# Task objective:
Report all lines of the records that contain "FilePatch".

# Input for this task:
--- START ---

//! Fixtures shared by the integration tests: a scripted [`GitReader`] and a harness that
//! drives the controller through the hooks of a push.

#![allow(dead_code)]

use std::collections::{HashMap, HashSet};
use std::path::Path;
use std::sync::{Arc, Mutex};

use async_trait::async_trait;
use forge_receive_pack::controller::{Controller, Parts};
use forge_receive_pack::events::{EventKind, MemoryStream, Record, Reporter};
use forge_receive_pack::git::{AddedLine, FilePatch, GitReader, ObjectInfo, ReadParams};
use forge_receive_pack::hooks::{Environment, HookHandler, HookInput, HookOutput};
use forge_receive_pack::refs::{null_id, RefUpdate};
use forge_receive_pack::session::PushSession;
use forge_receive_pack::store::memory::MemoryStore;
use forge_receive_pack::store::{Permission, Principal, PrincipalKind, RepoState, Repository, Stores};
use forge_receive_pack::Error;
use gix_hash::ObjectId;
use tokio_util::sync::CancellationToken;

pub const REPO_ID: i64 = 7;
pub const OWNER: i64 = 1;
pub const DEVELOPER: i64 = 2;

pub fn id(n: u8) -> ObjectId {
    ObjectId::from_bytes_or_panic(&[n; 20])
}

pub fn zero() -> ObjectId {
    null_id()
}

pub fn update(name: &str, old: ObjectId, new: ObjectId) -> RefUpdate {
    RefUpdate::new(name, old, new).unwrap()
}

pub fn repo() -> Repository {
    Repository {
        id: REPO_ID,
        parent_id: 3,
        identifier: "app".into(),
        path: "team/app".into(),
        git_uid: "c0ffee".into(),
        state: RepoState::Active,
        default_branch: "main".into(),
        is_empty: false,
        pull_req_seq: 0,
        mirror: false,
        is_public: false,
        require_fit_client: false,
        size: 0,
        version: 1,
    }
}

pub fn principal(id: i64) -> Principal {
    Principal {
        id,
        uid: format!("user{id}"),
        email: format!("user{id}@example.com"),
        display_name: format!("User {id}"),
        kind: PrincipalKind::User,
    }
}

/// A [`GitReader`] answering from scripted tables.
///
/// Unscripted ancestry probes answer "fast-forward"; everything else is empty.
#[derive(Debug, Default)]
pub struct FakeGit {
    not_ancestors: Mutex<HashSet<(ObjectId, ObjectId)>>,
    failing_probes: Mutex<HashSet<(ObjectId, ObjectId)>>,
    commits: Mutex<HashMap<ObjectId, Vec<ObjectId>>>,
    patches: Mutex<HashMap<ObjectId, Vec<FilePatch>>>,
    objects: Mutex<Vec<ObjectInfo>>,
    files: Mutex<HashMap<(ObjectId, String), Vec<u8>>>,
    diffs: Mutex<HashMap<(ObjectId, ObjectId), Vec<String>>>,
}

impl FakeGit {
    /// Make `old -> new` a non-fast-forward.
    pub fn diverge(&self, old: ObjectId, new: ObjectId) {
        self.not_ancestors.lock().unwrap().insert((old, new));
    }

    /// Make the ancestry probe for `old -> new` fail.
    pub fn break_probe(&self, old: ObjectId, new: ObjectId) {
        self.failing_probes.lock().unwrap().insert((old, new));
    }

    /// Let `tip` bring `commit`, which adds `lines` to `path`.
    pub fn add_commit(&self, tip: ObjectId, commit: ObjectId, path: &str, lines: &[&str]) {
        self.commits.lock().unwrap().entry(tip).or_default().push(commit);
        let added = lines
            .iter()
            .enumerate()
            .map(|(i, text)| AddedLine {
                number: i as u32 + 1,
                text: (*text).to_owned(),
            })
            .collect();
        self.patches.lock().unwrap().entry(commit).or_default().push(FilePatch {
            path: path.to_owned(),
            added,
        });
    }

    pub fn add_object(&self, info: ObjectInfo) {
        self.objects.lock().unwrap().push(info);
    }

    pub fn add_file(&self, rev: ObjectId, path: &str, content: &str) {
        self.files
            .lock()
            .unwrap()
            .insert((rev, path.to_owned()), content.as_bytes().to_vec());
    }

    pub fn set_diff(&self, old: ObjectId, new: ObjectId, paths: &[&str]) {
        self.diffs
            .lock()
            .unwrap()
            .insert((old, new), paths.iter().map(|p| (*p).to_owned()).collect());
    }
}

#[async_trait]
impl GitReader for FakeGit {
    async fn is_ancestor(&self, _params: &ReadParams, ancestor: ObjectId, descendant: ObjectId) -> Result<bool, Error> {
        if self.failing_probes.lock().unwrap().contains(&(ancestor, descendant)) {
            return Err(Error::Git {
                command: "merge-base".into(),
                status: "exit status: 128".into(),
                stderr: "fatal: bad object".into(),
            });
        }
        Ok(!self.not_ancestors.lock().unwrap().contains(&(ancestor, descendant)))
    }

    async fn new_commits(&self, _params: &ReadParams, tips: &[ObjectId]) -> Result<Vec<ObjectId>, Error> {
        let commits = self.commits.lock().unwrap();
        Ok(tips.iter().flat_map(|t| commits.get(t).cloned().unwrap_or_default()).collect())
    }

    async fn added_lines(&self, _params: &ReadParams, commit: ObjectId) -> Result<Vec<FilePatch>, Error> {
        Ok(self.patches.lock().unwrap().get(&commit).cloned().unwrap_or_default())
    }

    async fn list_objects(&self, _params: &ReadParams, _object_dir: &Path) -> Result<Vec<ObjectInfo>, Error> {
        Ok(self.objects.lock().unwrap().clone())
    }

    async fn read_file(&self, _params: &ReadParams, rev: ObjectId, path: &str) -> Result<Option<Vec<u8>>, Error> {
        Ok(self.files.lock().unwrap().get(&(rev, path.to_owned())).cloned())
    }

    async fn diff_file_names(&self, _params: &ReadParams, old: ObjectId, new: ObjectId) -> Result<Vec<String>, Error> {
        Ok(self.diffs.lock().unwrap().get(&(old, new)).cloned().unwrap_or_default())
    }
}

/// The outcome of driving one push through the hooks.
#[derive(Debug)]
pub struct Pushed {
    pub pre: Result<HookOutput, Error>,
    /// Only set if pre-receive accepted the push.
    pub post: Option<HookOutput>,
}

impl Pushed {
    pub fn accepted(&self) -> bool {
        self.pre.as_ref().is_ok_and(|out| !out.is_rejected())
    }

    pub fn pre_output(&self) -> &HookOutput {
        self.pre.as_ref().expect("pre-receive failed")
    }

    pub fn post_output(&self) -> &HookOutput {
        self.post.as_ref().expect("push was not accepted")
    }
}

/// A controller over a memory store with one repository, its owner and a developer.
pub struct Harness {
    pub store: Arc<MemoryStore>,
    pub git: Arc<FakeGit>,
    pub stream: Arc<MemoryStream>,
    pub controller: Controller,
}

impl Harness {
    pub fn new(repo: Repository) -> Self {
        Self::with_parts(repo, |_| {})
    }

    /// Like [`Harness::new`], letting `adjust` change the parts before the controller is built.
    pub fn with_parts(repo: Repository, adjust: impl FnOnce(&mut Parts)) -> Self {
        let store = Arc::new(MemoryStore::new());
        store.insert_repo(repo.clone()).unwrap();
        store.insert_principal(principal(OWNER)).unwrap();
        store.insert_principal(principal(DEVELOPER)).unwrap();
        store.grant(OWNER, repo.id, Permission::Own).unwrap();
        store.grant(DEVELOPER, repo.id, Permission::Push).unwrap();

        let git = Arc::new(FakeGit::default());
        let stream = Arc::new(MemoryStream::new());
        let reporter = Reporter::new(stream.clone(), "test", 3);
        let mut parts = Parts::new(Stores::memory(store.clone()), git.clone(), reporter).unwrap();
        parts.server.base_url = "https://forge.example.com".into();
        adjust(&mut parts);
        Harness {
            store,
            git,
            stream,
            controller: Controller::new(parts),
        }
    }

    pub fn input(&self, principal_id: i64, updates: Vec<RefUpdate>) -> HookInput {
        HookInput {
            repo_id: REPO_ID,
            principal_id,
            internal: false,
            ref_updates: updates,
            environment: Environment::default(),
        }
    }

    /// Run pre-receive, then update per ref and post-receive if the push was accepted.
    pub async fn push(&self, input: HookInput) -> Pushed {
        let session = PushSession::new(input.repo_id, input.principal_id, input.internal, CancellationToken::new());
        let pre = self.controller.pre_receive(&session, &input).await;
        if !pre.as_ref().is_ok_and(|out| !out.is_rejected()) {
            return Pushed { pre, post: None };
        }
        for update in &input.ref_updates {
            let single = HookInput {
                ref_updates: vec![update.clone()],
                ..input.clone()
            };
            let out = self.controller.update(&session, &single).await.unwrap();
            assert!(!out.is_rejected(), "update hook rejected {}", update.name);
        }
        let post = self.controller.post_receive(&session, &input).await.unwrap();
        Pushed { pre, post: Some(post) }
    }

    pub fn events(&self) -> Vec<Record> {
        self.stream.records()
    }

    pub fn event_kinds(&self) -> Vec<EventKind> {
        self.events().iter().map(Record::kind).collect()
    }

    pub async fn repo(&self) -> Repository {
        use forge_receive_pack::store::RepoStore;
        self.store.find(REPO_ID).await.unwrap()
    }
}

--- END ---

# Result of this task:
use forge_receive_pack::git::{AddedLine, FilePatch, GitReader, ObjectInfo, ReadParams};
    patches: Mutex<HashMap<ObjectId, Vec<FilePatch>>>,
        self.patches.lock().unwrap().entry(commit).or_default().push(FilePatch {
    async fn added_lines(&self, _params: &ReadParams, commit: ObjectId) -> Result<Vec<FilePatch>, Error> {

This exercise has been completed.